_PROBLEM DESCRIPTION_. Look through the material below for "NavigationBack". Copy every line that contains it.
────────────────────────────────────────
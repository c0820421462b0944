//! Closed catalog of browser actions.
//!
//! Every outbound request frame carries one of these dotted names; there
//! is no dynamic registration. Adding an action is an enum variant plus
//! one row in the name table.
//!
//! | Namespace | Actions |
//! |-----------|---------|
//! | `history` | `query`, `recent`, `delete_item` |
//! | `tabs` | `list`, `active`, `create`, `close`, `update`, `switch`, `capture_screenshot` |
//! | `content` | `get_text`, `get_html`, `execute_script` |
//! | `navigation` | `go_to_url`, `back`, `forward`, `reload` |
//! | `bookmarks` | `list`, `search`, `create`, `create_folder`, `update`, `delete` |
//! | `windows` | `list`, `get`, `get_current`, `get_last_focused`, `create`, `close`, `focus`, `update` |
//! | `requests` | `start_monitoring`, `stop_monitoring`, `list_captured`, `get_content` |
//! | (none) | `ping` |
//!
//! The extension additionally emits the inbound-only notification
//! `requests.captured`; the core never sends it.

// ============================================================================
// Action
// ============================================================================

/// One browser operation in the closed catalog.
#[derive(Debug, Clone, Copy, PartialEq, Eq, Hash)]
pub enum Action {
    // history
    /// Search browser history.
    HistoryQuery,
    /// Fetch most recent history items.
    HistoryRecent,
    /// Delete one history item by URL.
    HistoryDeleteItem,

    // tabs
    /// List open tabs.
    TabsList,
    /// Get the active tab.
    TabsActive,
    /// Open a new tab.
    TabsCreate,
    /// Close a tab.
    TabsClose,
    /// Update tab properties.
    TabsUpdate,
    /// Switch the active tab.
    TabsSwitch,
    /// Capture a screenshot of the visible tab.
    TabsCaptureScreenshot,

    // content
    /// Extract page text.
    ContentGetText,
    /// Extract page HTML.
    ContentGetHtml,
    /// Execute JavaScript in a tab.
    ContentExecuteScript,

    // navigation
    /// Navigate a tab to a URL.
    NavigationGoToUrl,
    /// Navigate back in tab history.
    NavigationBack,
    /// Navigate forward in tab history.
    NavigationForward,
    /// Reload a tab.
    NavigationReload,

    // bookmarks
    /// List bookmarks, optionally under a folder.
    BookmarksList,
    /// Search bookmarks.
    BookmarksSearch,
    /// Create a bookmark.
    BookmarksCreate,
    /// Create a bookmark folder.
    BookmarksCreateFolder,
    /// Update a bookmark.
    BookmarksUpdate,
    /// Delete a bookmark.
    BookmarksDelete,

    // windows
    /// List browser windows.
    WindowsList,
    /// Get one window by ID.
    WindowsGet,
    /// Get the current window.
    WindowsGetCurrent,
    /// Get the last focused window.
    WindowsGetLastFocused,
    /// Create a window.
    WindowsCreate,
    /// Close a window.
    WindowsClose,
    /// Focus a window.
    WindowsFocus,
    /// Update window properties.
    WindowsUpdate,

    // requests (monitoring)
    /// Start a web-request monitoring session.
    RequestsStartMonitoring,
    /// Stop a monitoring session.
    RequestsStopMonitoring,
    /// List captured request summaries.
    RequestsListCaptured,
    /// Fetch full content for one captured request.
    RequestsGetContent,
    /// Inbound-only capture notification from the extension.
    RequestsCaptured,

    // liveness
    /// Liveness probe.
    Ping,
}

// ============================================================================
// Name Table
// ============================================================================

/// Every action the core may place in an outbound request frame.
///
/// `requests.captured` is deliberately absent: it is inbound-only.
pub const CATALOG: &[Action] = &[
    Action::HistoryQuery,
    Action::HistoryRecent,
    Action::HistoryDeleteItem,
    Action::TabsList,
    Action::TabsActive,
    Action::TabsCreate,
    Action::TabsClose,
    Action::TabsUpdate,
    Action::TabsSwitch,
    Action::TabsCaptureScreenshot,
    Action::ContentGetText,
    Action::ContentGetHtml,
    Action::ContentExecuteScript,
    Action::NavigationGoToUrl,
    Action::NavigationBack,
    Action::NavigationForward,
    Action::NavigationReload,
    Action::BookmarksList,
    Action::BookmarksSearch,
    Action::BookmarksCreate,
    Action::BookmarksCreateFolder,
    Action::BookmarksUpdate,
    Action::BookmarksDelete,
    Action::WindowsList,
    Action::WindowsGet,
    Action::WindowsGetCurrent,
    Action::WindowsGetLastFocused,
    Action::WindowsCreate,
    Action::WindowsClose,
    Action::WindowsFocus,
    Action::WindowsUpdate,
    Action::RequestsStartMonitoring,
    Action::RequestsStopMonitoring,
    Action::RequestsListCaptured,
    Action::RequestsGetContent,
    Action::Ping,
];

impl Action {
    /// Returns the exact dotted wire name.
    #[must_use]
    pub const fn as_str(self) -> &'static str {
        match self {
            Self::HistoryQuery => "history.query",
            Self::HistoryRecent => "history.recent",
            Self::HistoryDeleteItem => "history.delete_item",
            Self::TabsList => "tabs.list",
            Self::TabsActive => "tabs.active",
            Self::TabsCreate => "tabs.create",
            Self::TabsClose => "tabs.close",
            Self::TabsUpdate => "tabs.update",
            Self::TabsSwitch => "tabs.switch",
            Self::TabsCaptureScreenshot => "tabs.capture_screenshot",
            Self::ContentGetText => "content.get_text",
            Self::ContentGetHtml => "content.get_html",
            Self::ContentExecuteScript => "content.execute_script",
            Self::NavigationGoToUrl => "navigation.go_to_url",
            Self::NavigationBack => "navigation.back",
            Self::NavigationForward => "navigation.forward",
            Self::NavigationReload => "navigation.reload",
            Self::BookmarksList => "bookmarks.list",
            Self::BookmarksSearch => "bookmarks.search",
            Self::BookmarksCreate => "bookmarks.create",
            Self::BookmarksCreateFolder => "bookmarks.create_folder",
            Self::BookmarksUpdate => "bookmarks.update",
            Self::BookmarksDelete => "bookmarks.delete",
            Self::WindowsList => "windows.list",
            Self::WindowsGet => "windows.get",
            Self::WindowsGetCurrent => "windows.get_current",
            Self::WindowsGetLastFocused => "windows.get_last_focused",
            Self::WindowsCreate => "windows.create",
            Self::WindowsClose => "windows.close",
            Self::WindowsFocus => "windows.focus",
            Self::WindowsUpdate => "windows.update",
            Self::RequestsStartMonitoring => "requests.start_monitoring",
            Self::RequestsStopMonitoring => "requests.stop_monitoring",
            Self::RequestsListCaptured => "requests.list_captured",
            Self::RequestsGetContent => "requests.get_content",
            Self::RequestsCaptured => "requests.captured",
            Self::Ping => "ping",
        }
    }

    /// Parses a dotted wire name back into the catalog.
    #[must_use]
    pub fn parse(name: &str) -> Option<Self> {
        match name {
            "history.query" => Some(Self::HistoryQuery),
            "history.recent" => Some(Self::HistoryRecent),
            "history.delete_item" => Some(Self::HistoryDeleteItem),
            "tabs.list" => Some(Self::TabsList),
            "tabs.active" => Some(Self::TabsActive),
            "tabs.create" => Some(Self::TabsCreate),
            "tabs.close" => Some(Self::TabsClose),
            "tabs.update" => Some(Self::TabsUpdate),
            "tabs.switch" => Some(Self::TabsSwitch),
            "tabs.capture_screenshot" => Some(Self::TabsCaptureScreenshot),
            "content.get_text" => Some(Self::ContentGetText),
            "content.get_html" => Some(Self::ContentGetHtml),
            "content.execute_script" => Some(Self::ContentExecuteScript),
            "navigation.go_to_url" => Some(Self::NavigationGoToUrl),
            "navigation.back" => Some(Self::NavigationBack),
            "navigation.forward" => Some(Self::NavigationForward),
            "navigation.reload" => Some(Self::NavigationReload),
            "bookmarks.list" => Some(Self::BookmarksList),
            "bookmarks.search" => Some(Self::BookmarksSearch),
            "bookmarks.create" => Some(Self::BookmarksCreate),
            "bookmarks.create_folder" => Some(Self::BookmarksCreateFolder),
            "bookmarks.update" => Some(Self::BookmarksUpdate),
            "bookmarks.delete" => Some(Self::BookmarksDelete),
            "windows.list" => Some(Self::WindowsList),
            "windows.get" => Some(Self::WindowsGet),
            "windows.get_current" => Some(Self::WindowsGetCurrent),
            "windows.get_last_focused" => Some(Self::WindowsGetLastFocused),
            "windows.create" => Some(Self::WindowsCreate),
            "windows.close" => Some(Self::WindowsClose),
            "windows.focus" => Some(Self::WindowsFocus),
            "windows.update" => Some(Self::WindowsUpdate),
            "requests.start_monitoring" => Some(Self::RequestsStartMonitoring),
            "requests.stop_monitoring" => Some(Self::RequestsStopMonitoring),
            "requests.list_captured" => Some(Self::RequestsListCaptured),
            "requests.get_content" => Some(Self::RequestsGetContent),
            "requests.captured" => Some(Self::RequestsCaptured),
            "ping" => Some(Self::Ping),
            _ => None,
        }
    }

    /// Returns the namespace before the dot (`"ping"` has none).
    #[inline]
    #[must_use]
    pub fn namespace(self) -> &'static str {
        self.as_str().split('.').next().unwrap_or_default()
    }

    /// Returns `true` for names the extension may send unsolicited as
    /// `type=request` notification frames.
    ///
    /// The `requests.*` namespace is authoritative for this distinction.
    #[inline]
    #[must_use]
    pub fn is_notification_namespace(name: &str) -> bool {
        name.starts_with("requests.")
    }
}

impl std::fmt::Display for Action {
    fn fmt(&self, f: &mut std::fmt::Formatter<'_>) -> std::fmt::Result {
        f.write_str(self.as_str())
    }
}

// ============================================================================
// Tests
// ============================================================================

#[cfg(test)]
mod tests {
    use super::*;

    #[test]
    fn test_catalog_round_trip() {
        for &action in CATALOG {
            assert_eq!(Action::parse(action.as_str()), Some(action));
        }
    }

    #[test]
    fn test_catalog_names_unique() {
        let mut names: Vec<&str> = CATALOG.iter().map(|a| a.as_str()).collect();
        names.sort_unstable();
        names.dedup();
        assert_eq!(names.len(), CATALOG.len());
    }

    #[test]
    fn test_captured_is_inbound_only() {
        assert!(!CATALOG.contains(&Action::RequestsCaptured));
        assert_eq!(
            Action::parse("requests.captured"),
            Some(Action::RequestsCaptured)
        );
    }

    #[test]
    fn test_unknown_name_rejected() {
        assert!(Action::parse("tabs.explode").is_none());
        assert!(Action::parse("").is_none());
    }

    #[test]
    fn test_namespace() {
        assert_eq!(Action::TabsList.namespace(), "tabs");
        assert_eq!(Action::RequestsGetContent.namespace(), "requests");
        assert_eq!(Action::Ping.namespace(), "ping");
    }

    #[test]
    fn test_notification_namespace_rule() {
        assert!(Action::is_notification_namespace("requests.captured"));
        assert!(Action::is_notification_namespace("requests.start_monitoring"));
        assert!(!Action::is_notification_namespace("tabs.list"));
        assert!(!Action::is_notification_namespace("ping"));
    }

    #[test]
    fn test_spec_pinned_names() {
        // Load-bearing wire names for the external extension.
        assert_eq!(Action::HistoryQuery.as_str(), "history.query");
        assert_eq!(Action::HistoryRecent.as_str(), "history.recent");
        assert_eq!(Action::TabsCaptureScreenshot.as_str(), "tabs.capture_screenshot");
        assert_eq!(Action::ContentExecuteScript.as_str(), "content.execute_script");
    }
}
────────────────────────────────────────
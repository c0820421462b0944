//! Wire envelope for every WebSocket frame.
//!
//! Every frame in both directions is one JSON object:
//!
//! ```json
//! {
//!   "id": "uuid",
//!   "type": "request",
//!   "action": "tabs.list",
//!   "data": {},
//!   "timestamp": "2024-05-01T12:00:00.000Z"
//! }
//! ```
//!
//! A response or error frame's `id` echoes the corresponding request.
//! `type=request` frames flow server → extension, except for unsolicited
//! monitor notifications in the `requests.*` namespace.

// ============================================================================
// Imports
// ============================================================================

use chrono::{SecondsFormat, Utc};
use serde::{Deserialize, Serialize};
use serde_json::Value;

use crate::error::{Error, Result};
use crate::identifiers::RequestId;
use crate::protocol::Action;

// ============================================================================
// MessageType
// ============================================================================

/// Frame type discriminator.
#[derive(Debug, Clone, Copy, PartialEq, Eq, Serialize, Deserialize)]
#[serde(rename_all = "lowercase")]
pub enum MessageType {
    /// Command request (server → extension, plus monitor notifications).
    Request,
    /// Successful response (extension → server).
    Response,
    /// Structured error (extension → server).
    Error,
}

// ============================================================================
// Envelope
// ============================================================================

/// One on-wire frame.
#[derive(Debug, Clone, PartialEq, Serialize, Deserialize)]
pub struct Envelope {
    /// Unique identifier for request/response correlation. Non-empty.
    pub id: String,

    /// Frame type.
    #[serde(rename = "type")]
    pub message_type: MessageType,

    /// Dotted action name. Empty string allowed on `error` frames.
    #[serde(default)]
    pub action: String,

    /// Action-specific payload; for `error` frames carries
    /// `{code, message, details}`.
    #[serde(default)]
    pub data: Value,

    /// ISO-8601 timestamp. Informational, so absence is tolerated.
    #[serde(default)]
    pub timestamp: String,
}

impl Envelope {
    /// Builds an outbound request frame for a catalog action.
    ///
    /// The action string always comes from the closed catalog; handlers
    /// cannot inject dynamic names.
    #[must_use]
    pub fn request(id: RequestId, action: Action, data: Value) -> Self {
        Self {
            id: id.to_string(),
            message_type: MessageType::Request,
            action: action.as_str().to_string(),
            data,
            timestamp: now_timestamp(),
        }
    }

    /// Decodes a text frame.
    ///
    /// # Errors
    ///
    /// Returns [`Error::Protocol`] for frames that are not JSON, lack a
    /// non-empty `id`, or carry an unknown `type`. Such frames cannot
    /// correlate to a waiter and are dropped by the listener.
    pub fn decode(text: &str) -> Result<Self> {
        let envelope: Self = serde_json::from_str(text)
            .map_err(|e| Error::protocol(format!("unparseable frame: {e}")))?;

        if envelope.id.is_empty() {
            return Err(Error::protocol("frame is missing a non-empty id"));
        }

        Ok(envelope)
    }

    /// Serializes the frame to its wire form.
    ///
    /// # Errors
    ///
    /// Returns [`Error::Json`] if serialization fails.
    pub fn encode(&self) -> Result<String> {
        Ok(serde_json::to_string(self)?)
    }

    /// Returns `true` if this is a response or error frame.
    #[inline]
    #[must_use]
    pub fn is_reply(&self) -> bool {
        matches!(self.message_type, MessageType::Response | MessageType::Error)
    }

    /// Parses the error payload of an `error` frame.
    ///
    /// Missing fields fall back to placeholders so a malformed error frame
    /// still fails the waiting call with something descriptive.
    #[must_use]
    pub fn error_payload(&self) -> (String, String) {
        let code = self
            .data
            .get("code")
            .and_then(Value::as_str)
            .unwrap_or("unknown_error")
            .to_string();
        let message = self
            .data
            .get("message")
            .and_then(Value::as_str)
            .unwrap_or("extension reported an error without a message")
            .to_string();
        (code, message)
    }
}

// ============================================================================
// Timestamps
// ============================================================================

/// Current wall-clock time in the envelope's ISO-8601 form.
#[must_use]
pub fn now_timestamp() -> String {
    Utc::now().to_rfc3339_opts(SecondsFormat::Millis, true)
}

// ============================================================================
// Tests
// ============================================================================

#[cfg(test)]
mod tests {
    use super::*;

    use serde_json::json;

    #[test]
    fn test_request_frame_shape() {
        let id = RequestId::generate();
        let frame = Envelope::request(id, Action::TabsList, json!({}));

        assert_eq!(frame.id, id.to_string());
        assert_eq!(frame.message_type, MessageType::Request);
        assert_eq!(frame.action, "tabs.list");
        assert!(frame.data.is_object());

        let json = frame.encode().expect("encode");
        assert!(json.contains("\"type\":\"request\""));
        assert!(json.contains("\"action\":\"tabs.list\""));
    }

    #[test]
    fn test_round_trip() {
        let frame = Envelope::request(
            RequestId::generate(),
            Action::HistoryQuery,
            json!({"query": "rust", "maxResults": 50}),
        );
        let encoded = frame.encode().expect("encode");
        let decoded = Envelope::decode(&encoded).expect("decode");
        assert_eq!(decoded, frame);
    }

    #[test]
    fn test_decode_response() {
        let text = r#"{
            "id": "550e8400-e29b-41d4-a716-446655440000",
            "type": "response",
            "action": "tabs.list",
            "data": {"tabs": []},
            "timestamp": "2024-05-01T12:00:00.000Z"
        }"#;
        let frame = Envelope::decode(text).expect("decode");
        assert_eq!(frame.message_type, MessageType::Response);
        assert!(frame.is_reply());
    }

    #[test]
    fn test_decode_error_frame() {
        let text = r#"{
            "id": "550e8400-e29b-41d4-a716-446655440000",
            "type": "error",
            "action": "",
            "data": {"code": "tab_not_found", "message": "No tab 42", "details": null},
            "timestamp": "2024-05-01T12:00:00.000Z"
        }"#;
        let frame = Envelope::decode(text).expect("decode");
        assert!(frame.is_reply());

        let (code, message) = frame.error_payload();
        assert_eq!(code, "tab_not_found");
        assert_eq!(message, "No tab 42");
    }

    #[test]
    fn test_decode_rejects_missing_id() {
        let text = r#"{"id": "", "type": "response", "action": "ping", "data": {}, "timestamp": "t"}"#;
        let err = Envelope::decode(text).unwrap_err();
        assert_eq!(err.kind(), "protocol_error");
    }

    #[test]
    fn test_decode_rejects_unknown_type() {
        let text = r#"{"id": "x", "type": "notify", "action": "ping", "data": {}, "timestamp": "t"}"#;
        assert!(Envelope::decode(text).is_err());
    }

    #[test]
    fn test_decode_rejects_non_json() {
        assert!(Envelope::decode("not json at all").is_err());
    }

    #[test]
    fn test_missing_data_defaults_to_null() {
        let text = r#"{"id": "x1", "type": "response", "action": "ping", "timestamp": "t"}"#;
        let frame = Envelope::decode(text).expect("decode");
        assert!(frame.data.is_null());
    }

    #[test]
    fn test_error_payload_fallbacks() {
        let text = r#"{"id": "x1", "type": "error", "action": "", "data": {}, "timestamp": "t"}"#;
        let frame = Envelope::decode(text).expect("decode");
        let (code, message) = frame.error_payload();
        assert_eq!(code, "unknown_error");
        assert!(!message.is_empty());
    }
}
────────────────────────────────────────
_EXERCISE OUTPUT_.
    NavigationBack,
    Action::NavigationBack,
            Self::NavigationBack => "navigation.back",
            "navigation.back" => Some(Self::NavigationBack),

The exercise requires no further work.